Extracted records section start
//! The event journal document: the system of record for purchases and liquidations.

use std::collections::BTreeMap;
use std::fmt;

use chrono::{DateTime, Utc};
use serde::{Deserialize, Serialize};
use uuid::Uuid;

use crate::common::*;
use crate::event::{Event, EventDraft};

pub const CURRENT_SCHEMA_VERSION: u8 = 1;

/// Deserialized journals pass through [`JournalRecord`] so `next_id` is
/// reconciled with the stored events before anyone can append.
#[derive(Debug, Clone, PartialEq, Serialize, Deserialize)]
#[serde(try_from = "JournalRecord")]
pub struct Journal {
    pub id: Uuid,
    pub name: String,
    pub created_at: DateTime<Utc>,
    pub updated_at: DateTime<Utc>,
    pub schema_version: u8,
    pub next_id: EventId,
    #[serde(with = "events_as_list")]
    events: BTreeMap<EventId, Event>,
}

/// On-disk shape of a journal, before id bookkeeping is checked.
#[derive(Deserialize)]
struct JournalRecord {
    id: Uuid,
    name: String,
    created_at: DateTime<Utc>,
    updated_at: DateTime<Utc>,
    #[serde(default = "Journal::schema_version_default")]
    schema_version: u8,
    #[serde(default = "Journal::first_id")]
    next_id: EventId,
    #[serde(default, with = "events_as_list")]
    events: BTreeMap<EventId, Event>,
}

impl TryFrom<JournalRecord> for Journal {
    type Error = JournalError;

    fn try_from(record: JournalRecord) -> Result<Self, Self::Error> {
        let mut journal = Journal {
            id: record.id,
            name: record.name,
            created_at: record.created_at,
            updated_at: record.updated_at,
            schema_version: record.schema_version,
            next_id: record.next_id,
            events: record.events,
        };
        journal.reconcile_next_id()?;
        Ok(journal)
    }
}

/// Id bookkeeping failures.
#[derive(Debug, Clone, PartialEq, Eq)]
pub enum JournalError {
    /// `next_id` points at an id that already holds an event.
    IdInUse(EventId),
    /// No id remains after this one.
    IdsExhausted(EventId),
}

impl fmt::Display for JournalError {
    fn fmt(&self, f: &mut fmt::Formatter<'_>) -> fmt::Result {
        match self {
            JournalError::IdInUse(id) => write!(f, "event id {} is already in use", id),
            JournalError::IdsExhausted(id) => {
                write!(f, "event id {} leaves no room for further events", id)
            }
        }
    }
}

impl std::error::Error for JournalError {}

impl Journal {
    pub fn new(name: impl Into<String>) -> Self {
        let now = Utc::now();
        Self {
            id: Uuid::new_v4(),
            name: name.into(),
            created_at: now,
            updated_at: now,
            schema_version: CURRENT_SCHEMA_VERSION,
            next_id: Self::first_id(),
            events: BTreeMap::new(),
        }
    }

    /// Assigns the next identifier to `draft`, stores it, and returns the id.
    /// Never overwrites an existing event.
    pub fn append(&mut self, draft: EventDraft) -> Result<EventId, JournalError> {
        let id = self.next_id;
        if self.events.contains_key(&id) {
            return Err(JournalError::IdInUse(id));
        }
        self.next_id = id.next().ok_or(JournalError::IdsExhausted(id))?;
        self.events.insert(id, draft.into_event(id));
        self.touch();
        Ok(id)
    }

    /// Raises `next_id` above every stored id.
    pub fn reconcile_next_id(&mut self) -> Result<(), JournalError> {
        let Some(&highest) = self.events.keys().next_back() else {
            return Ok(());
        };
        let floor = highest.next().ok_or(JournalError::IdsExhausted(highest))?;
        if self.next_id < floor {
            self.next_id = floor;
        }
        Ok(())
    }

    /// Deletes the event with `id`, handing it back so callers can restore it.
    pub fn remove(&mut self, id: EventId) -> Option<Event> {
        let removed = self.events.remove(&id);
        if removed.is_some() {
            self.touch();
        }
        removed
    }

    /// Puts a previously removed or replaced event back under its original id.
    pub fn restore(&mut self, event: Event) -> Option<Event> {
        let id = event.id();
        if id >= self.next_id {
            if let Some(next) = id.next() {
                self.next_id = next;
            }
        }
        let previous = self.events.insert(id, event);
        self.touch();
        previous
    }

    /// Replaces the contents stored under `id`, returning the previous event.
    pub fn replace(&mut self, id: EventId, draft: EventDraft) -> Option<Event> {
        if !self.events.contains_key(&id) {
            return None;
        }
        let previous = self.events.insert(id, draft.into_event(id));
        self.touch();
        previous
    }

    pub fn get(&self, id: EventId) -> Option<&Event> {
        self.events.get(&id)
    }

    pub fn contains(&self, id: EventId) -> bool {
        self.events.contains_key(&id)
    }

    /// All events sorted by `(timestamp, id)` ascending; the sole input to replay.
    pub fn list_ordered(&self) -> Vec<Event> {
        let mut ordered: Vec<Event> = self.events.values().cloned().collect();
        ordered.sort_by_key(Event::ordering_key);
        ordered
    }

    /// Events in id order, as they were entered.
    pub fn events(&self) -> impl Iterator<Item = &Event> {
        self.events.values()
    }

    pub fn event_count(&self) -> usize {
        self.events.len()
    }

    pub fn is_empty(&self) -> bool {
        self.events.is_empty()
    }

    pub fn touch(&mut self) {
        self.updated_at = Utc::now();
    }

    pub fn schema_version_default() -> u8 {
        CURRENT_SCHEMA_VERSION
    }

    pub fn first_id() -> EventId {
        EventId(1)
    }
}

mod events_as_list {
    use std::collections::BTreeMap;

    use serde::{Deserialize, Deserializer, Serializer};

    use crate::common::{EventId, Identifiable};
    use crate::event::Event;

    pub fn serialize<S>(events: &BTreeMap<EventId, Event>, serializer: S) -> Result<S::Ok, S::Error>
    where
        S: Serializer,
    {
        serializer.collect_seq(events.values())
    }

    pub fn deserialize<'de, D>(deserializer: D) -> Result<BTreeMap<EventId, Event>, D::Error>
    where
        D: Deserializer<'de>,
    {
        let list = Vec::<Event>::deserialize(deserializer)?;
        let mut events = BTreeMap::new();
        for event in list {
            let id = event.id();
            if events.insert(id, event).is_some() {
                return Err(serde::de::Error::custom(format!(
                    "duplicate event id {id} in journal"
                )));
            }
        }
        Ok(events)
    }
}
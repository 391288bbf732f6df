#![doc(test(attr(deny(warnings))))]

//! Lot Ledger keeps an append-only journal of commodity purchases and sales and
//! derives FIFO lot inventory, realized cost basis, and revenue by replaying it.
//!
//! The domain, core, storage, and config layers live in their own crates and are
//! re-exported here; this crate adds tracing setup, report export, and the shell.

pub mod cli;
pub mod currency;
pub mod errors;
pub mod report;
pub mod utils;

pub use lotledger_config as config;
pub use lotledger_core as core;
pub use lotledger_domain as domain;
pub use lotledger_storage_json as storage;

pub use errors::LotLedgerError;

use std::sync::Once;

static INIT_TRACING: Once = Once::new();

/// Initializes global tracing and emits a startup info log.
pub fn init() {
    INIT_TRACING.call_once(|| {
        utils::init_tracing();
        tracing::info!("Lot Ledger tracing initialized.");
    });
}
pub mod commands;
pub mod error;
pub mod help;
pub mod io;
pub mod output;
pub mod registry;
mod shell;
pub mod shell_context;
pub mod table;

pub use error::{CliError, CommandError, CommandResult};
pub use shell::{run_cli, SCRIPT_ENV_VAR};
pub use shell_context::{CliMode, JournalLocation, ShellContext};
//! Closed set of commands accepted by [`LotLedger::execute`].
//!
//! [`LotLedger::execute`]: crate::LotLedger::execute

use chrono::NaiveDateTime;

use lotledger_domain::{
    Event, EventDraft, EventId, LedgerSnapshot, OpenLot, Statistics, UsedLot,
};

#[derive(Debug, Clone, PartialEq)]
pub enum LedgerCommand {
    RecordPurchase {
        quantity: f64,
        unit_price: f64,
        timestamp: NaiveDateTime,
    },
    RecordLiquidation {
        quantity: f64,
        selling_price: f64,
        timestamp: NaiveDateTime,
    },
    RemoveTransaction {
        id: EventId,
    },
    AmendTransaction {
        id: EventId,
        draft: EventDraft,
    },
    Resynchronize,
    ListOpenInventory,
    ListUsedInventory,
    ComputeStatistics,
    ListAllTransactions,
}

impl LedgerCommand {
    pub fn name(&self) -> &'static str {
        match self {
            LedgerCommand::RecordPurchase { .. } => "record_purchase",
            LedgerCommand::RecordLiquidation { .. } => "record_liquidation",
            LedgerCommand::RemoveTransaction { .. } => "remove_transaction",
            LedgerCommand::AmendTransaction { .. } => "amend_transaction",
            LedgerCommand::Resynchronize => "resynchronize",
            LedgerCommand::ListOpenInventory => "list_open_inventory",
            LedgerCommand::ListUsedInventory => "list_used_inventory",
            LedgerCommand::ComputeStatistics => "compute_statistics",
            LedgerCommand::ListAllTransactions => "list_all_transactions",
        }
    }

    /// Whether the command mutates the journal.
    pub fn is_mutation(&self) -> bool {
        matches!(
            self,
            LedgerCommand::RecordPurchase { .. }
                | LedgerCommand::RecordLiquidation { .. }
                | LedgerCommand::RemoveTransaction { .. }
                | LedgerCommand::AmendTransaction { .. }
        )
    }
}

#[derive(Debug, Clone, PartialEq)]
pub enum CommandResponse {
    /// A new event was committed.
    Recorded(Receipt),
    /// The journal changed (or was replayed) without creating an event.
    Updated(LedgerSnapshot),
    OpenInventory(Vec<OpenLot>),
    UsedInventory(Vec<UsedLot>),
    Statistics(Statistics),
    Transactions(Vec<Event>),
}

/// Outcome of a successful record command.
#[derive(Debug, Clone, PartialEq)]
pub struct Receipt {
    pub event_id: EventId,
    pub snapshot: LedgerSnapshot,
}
Extracted records section end
Wherever the word "values" appears in a line of the data above, copy that line.

        let mut ordered: Vec<Event> = self.events.values().cloned().collect();
        self.events.values()
        serializer.collect_seq(events.values())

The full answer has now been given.